Gary Patterson is a great football coach, solid person and no sucker.
When TCU's all-time winningest coach announced that star junior quarterback Casey Pachall was entering rehab a few weeks ago and could come back next year, he was basically telling Frog followers that he was hedging his bets for the 2013 season.
Redshirt Freshman Trevone Boykin only had one day of practice at quarterback the previous week before the Iowa State game (he had been practicing at running back due to several injuries at the position before Pachall's DWI earlier that Thursday morning). Boykin's first collegiate start was decent—actually pretty good under the circumstances—but the Frogs lost to the Cyclones at newly renovated Amon G. Carter Stadium.

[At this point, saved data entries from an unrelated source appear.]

//! Namespace modes and the policy that turns them into spec namespaces.
//!
//! Only joining an explicit namespace path and sharing the host's namespace
//! change the spec. Container, pod and network-specific modes are wired up
//! by the layers that start the container, so they are recognised here but
//! leave the namespace list alone.

use std::fmt::{self, Display};
use std::path::PathBuf;
use std::str::FromStr;

use oci_spec::runtime::LinuxNamespaceType;
use oci_spec::OciSpecError;
use once_cell::sync::Lazy;
use regex::Regex;
use serde::Deserialize;

use crate::config::IdMappings;
use crate::generator::Generator;

static NETWORK_NAME_RE: Lazy<Regex> =
    Lazy::new(|| Regex::new(r"^[a-zA-Z0-9][a-zA-Z0-9_.-]*$").unwrap());

#[derive(Debug, Clone, PartialEq, Eq, thiserror::Error)]
pub enum NamespaceModeError {
    #[error("unknown namespace mode {0:?}")]
    Unknown(String),
    #[error("unknown network mode {0:?}")]
    UnknownNetwork(String),
}

/// Mode of the PID, IPC, UTS and user namespaces.
#[derive(Debug, Clone, Default, PartialEq, Eq, Deserialize)]
#[serde(try_from = "String")]
pub enum NamespaceMode {
    /// A fresh namespace owned by the container.
    #[default]
    Private,
    Host,
    /// `ns:<path>`: join the namespace at this path.
    Path(PathBuf),
    /// `container:<id>`: share another container's namespace.
    Container(String),
    Pod,
}

impl NamespaceMode {
    pub fn is_host(&self) -> bool {
        matches!(self, NamespaceMode::Host)
    }
}

impl FromStr for NamespaceMode {
    type Err = NamespaceModeError;

    fn from_str(s: &str) -> Result<Self, Self::Err> {
        let mode = match s {
            "" | "private" => NamespaceMode::Private,
            "host" => NamespaceMode::Host,
            "pod" => NamespaceMode::Pod,
            _ => match s.split_once(':') {
                Some(("ns", path)) if !path.is_empty() => NamespaceMode::Path(path.into()),
                Some(("container", id)) if !id.is_empty() => NamespaceMode::Container(id.into()),
                _ => return Err(NamespaceModeError::Unknown(s.to_owned())),
            },
        };
        Ok(mode)
    }
}

impl TryFrom<String> for NamespaceMode {
    type Error = NamespaceModeError;

    fn try_from(value: String) -> Result<Self, Self::Error> {
        value.parse()
    }
}

impl Display for NamespaceMode {
    fn fmt(&self, f: &mut fmt::Formatter<'_>) -> fmt::Result {
        match self {
            NamespaceMode::Private => write!(f, "private"),
            NamespaceMode::Host => write!(f, "host"),
            NamespaceMode::Path(path) => write!(f, "ns:{}", path.display()),
            NamespaceMode::Container(id) => write!(f, "container:{id}"),
            NamespaceMode::Pod => write!(f, "pod"),
        }
    }
}

#[derive(Debug, Clone, Default, PartialEq, Eq, Deserialize)]
#[serde(try_from = "String")]
pub enum NetworkMode {
    #[default]
    Bridge,
    None,
    Host,
    Path(PathBuf),
    Container(String),
    Pod,
    Slirp4netns,
    /// A named network created by the user.
    UserDefined(String),
}

impl NetworkMode {
    pub fn is_host(&self) -> bool {
        matches!(self, NetworkMode::Host)
    }
}

impl FromStr for NetworkMode {
    type Err = NamespaceModeError;

    fn from_str(s: &str) -> Result<Self, Self::Err> {
        let mode = match s {
            "" | "default" | "bridge" => NetworkMode::Bridge,
            "none" => NetworkMode::None,
            "host" => NetworkMode::Host,
            "pod" => NetworkMode::Pod,
            "slirp4netns" => NetworkMode::Slirp4netns,
            _ => match s.split_once(':') {
                Some(("ns", path)) if !path.is_empty() => NetworkMode::Path(path.into()),
                Some(("container", id)) if !id.is_empty() => NetworkMode::Container(id.into()),
                Some(("slirp4netns", _)) => NetworkMode::Slirp4netns,
                None if NETWORK_NAME_RE.is_match(s) => NetworkMode::UserDefined(s.to_owned()),
                _ => return Err(NamespaceModeError::UnknownNetwork(s.to_owned())),
            },
        };
        Ok(mode)
    }
}

impl TryFrom<String> for NetworkMode {
    type Error = NamespaceModeError;

    fn try_from(value: String) -> Result<Self, Self::Error> {
        value.parse()
    }
}

impl Display for NetworkMode {
    fn fmt(&self, f: &mut fmt::Formatter<'_>) -> fmt::Result {
        match self {
            NetworkMode::Bridge => write!(f, "bridge"),
            NetworkMode::None => write!(f, "none"),
            NetworkMode::Host => write!(f, "host"),
            NetworkMode::Path(path) => write!(f, "ns:{}", path.display()),
            NetworkMode::Container(id) => write!(f, "container:{id}"),
            NetworkMode::Pod => write!(f, "pod"),
            NetworkMode::Slirp4netns => write!(f, "slirp4netns"),
            NetworkMode::UserDefined(name) => write!(f, "{name}"),
        }
    }
}

/// Applies a PID, IPC or UTS namespace mode.
pub(crate) fn apply_namespace_mode(
    typ: LinuxNamespaceType,
    mode: &NamespaceMode,
    generator: &mut Generator,
) -> Result<(), OciSpecError> {
    match mode {
        NamespaceMode::Path(path) => {
            tracing::debug!(namespace = ?typ, ?path, "joining namespace by path");
            generator.add_or_replace_namespace(typ, Some(path.clone()))?;
        }
        NamespaceMode::Host => {
            tracing::debug!(namespace = ?typ, "sharing the host namespace");
            generator.remove_namespace(typ);
        }
        NamespaceMode::Container(id) => {
            tracing::debug!(namespace = ?typ, container = %id, "using container namespace mode");
        }
        NamespaceMode::Pod => {
            tracing::debug!(namespace = ?typ, "using pod namespace mode");
        }
        NamespaceMode::Private => {}
    }
    Ok(())
}

pub(crate) fn apply_user_mode(
    mode: &NamespaceMode,
    id_mappings: &IdMappings,
    generator: &mut Generator,
) -> Result<(), OciSpecError> {
    if let NamespaceMode::Path(path) = mode {
        tracing::debug!(?path, "joining user namespace by path");
        generator.add_or_replace_namespace(LinuxNamespaceType::User, Some(path.clone()))?;
        // The low-level runtime requires a mapping even when joining.
        generator.add_uid_mapping(0, 0, 1)?;
        generator.add_gid_mapping(0, 0, 1)?;
    }

    if !id_mappings.is_empty() && !mode.is_host() {
        generator.add_or_replace_namespace(LinuxNamespaceType::User, None)?;
    }
    Ok(())
}

pub(crate) fn apply_network_mode(
    mode: &NetworkMode,
    generator: &mut Generator,
) -> Result<(), OciSpecError> {
    match mode {
        NetworkMode::Host => {
            tracing::debug!("using host netmode");
            generator.remove_namespace(LinuxNamespaceType::Network);
        }
        NetworkMode::Path(path) => {
            tracing::debug!(?path, "using ns netmode");
            generator.add_or_replace_namespace(LinuxNamespaceType::Network, Some(path.clone()))?;
        }
        NetworkMode::None => tracing::debug!("using none netmode"),
        NetworkMode::Bridge => tracing::debug!("using bridge netmode"),
        NetworkMode::Container(id) => tracing::debug!(container = %id, "using container netmode"),
        NetworkMode::Pod => tracing::debug!("using pod netmode, unless pod is not sharing"),
        NetworkMode::Slirp4netns => tracing::debug!("using slirp4netns netmode"),
        NetworkMode::UserDefined(name) => tracing::debug!(network = %name, "using user defined netmode"),
    }
    Ok(())
}

#[cfg(test)]
mod tests {
    use anyhow::Result;
    use oci_spec::runtime::LinuxNamespace;

    use super::*;
    use crate::config::IdMap;

    fn namespace<'a>(
        namespaces: &'a [LinuxNamespace],
        typ: LinuxNamespaceType,
    ) -> Option<&'a LinuxNamespace> {
        namespaces.iter().find(|ns| ns.typ() == typ)
    }

    #[test]
    fn test_parse_namespace_modes() {
        let tests = vec![
            ("", NamespaceMode::Private),
            ("private", NamespaceMode::Private),
            ("host", NamespaceMode::Host),
            ("pod", NamespaceMode::Pod),
            ("ns:/run/netns/a", NamespaceMode::Path("/run/netns/a".into())),
            ("container:abc", NamespaceMode::Container("abc".into())),
        ];
        for (input, want) in tests {
            assert_eq!(input.parse::<NamespaceMode>(), Ok(want), "{input}");
        }

        for input in ["ns:", "container:", "bridge", "hostile"] {
            assert_eq!(
                input.parse::<NamespaceMode>(),
                Err(NamespaceModeError::Unknown(input.to_owned()))
            );
        }
    }

    #[test]
    fn test_parse_network_modes() {
        let tests = vec![
            ("", NetworkMode::Bridge),
            ("default", NetworkMode::Bridge),
            ("none", NetworkMode::None),
            ("host", NetworkMode::Host),
            ("ns:/run/netns/a", NetworkMode::Path("/run/netns/a".into())),
            ("container:abc", NetworkMode::Container("abc".into())),
            ("pod", NetworkMode::Pod),
            ("slirp4netns", NetworkMode::Slirp4netns),
            ("slirp4netns:port_handler=rootlesskit", NetworkMode::Slirp4netns),
            ("backend_net", NetworkMode::UserDefined("backend_net".into())),
        ];
        for (input, want) in tests {
            assert_eq!(input.parse::<NetworkMode>(), Ok(want), "{input}");
        }

        for input in ["container:", "ns:", "-dash", "two words", "weird:mode"] {
            let err = input.parse::<NetworkMode>().unwrap_err();
            assert!(err.to_string().starts_with("unknown network mode"));
        }
    }

    #[test]
    fn test_mode_display_round_trips() {
        for input in ["private", "host", "pod", "ns:/proc/1/ns/pid", "container:abc"] {
            let mode: NamespaceMode = input.parse().unwrap();
            assert_eq!(mode.to_string(), input);
        }
        for input in ["bridge", "none", "host", "slirp4netns", "mynet", "ns:/x"] {
            let mode: NetworkMode = input.parse().unwrap();
            assert_eq!(mode.to_string(), input);
        }
    }

    #[test]
    fn test_host_mode_removes_namespace() -> Result<()> {
        let mut g = Generator::new()?;
        apply_namespace_mode(LinuxNamespaceType::Pid, &NamespaceMode::Host, &mut g)?;
        assert!(namespace(&g.namespaces, LinuxNamespaceType::Pid).is_none());
        assert!(namespace(&g.namespaces, LinuxNamespaceType::Ipc).is_some());
        Ok(())
    }

    #[test]
    fn test_path_mode_replaces_namespace() -> Result<()> {
        let mut g = Generator::new()?;
        let before = g.namespaces.len();
        apply_namespace_mode(
            LinuxNamespaceType::Uts,
            &NamespaceMode::Path("/proc/42/ns/uts".into()),
            &mut g,
        )?;
        assert_eq!(g.namespaces.len(), before);
        let uts = namespace(&g.namespaces, LinuxNamespaceType::Uts).unwrap();
        assert_eq!(uts.path().as_deref(), Some(std::path::Path::new("/proc/42/ns/uts")));
        Ok(())
    }

    #[test]
    fn test_container_and_pod_modes_are_no_ops() -> Result<()> {
        let mut g = Generator::new()?;
        let before = g.namespaces.clone();
        apply_namespace_mode(
            LinuxNamespaceType::Ipc,
            &NamespaceMode::Container("abc".into()),
            &mut g,
        )?;
        apply_namespace_mode(LinuxNamespaceType::Pid, &NamespaceMode::Pod, &mut g)?;
        apply_network_mode(&NetworkMode::Slirp4netns, &mut g)?;
        apply_network_mode(&NetworkMode::UserDefined("mynet".into()), &mut g)?;
        assert_eq!(g.namespaces, before);
        Ok(())
    }

    #[test]
    fn test_network_host_and_path() -> Result<()> {
        let mut g = Generator::new()?;
        apply_network_mode(&NetworkMode::Path("/run/netns/a".into()), &mut g)?;
        let net = namespace(&g.namespaces, LinuxNamespaceType::Network).unwrap();
        assert_eq!(net.path().as_deref(), Some(std::path::Path::new("/run/netns/a")));

        apply_network_mode(&NetworkMode::Host, &mut g)?;
        assert!(namespace(&g.namespaces, LinuxNamespaceType::Network).is_none());
        Ok(())
    }

    #[test]
    fn test_joining_user_namespace_adds_dummy_mappings() -> Result<()> {
        let mut g = Generator::new()?;
        apply_user_mode(
            &NamespaceMode::Path("/proc/42/ns/user".into()),
            &IdMappings::default(),
            &mut g,
        )?;
        let user = namespace(&g.namespaces, LinuxNamespaceType::User).unwrap();
        assert!(user.path().is_some());
        assert_eq!(g.uid_mappings.len(), 1);
        assert_eq!(g.uid_mappings[0].size(), 1);
        assert_eq!(g.gid_mappings[0].container_id(), 0);
        Ok(())
    }

    #[test]
    fn test_id_mappings_add_private_user_namespace() -> Result<()> {
        let mappings = IdMappings {
            uid_map: vec![IdMap {
                container_id: 0,
                host_id: 100000,
                size: 65536,
            }],
            gid_map: Vec::new(),
        };

        let mut g = Generator::new()?;
        apply_user_mode(&NamespaceMode::Private, &mappings, &mut g)?;
        let user = namespace(&g.namespaces, LinuxNamespaceType::User).unwrap();
        assert!(user.path().is_none());

        let mut g = Generator::new()?;
        apply_user_mode(&NamespaceMode::Host, &mappings, &mut g)?;
        assert!(namespace(&g.namespaces, LinuxNamespaceType::User).is_none());
        Ok(())
    }
}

The renovation of TCU's quarterback situation started to unfold right after Patterson's announcement. Boykin was terrific in a blowout victory at Baylor, though the Bears defense is horrific.
The next week, Boykin really put his stamp on the starter's job back at home against Texas Tech, engineering a 10-point comeback in the final four minutes of regulation before TCU lost in triple overtime 56-53.
The Frogs and Boykin were banged up at Oklahoma State last week for a second straight loss, so perhaps the quarterback jury (Patterson) was still deliberating before today.
Now there is no doubt. Boykin delivered another fabulous last-minute comeback today at West Virginia, in a dramatic 39-38 double-overtime victory. Casey Pachall's fate has been signed, sealed and delivered. Barring injury, Trevone Boykin will be TCU's starting quarterback in 2013 and beyond.
Before the Mountaineers game, Patterson said Boykin will be a great college quarterback when he stops trying to play like Joe Namath (in other words, like the dropback gunner Pachall). Those words were prophetic because Boykin was subpar against a porous West Virginia defense until he started using his legs in the fourth quarter.
TCU trailed 24-21 after Boykin forced a third-quarter pass from the pocket that was intercepted inside the West Virginia 10-yard line.
The rest of the game, however, belonged to the athletic Boykin and junior wideout Josh Boyce. Boykin got things rolling on the last play of the third quarter. On a 4th-and-5 play at the West Virginia 35, Boykin took off running for the first down, punctuating the 11-yard run by punishing defenders.
On the very next play, as the fourth quarter started, Boykin scrambled for eight more yards. This set up a short field goal for freshman Jaden Oberkrom, which tied the game, 24-24.
Boykin used his legs again on the next drive on a 15-yard run. But the Frogs offense then stalled, and the momentum of the game once again shifted. West Virginia recaptured the lead 31-24 when Tavon Austin scored on a punt return with under four minutes to play.
But with less than two minutes remaining, Boykin came through again on a play that few quarterbacks can make. Trevone pulled a Houdini act near his own goal line, escaping pressure and throwing off-balance downfield to Captain Josh. It was Green Grass and High Tides forever for Boyce, who turned on the afterburners for a 94-yard touchdown reception, tying the game at 31. It was Boyce's school record 22nd touchdown catch.
The first overtime remained tied after a pair of missed field goals. However, West Virginia seized the lead on the first play of the second overtime when Geno Smith hit Stedman Bailey for a 25-yard touchdown.
The Frogs retaliated immediately. Having succumbed to a trick play in overtime two weeks ago, TCU was ready to turn the tables. On a Frogs fleaflicker, receiver Brandon Carter threw to a wide open Corey Fuller and cut West Virginia's lead to one point.
Patterson trusted his new quarterback and gambled on a two-point conversion attempt to avoid the first three-game losing streak of his coaching career. Boyce was covered tightly and Boykin had to throw the ball low but Boyce cradled the ball an inch above the ground for the winning deuce. After a long review upheld the score, TCU left West Virginia with a heart-pounding 39-38 victory.
There was a school of thought among some Frog boosters that Patterson might as well throw Pachall to the wolves in the 2013 opener against LSU and make his final quarterback decision after that. But Jerry World in Arlington will see a quarterback who may not have NFL potential, but does possess the heart and the head to win.
The Trevone Boykin era has begun at TCU and should not be interrupted.